▸ **PROBLEM TO SOLVE**: Output exactly the lines between the one holding "#[cfg(test)]" and the last line of the data below, both of those lines included.

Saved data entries
^^^^^^^^^^^^^^^^

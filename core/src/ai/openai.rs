use super::{
    build_http_client, map_request_error, non_blank, service_error, ProviderSettings,
    TranslationError, Translator,
};
use async_trait::async_trait;
use log::debug;
use reqwest::{Client, StatusCode};
use serde::Deserialize;
use std::time::Duration;

/// DashScope's OpenAI-compatible endpoint; any chat-completions server works.
pub const DEFAULT_ENDPOINT: &str =
    "https://dashscope.aliyuncs.com/compatible-mode/v1/chat/completions";

pub struct OpenAiCompatibleTranslator {
    client: Client,
    endpoint: String,
    api_key: String,
    model: String,
    system_prompt: String,
    timeout: Duration,
}

impl OpenAiCompatibleTranslator {
    pub fn new(settings: ProviderSettings) -> Result<Self, TranslationError> {
        let api_key = settings.require_api_key()?;
        Ok(Self {
            client: build_http_client(settings.timeout)?,
            endpoint: settings.endpoint,
            api_key,
            model: settings.model,
            system_prompt: settings.system_prompt,
            timeout: settings.timeout,
        })
    }
}

#[async_trait]
impl Translator for OpenAiCompatibleTranslator {
    fn name(&self) -> &'static str {
        "OpenAI-compatible"
    }

    async fn translate(&self, name: &str) -> Result<String, TranslationError> {
        debug!("requesting chat-completions translation for '{}'", name);

        let response = self
            .client
            .post(&self.endpoint)
            .bearer_auth(&self.api_key)
            .json(&serde_json::json!({
                "model": self.model,
                "messages": [
                    {
                        "role": "system",
                        "content": self.system_prompt
                    },
                    {
                        "role": "user",
                        "content": name
                    }
                ],
                "temperature": 0.0
            }))
            .send()
            .await
            .map_err(|err| map_request_error(err, self.timeout))?;

        let status = response.status();
        let body = response
            .text()
            .await
            .map_err(|err| map_request_error(err, self.timeout))?;

        parse_response(status, &body)
    }
}

#[derive(Debug, Deserialize)]
struct ChatCompletion {
    #[serde(default)]
    choices: Option<Vec<ChatChoice>>,
    #[serde(default)]
    error: Option<ChatError>,
}

#[derive(Debug, Deserialize)]
struct ChatChoice {
    #[serde(default)]
    message: Option<ChatMessage>,
}

#[derive(Debug, Deserialize)]
struct ChatMessage {
    #[serde(default)]
    content: Option<String>,
}

#[derive(Debug, Deserialize)]
struct ChatError {
    #[serde(default)]
    message: Option<String>,
}

fn parse_response(status: StatusCode, body: &str) -> Result<String, TranslationError> {
    let parsed = serde_json::from_str::<ChatCompletion>(body);

    if !status.is_success() {
        let message = parsed
            .ok()
            .and_then(|completion| completion.error)
            .and_then(|error| error.message);
        return Err(service_error(status, message));
    }

    let completion = parsed
        .map_err(|err| TranslationError::malformed(format!("failed to parse response: {err}")))?;

    if let Some(error) = completion.error {
        return Err(TranslationError::Service {
            status: status.as_u16().to_string(),
            message: error.message.unwrap_or_default(),
        });
    }

    let content = completion
        .choices
        .unwrap_or_default()
        .into_iter()
        .next()
        .and_then(|choice| choice.message)
        .and_then(|message| message.content)
        .ok_or_else(|| TranslationError::malformed("response has no choices[0].message.content"))?;

    non_blank(content)
}

#[cfg(test)]
mod tests {
    use super::*;

    #[test]
    fn reads_first_choice() {
        let body = r#"{"choices":[{"message":{"role":"assistant","content":"dog.png"}},{"message":{"content":"other"}}]}"#;
        assert_eq!(parse_response(StatusCode::OK, body).unwrap(), "dog.png");
    }

    #[test]
    fn empty_choices_is_malformed() {
        assert!(matches!(
            parse_response(StatusCode::OK, r#"{"choices":[]}"#),
            Err(TranslationError::MalformedResponse { .. })
        ));
    }

    #[test]
    fn error_payload_is_service_error() {
        let body = r#"{"error":{"message":"Incorrect API key provided"}}"#;
        let err = parse_response(StatusCode::UNAUTHORIZED, body).unwrap_err();
        assert_eq!(
            err,
            TranslationError::Service {
                status: "401".into(),
                message: "Incorrect API key provided".into(),
            }
        );
    }
}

^^^^^^^^^^^^^^^^

▸ **ANSWER TO THIS PROBLEM**:
#[cfg(test)]
mod tests {
    use super::*;

    #[test]
    fn reads_first_choice() {
        let body = r#"{"choices":[{"message":{"role":"assistant","content":"dog.png"}},{"message":{"content":"other"}}]}"#;
        assert_eq!(parse_response(StatusCode::OK, body).unwrap(), "dog.png");
    }

    #[test]
    fn empty_choices_is_malformed() {
        assert!(matches!(
            parse_response(StatusCode::OK, r#"{"choices":[]}"#),
            Err(TranslationError::MalformedResponse { .. })
        ));
    }

    #[test]
    fn error_payload_is_service_error() {
        let body = r#"{"error":{"message":"Incorrect API key provided"}}"#;
        let err = parse_response(StatusCode::UNAUTHORIZED, body).unwrap_err();
        assert_eq!(
            err,
            TranslationError::Service {
                status: "401".into(),
                message: "Incorrect API key provided".into(),
            }
        );
    }
}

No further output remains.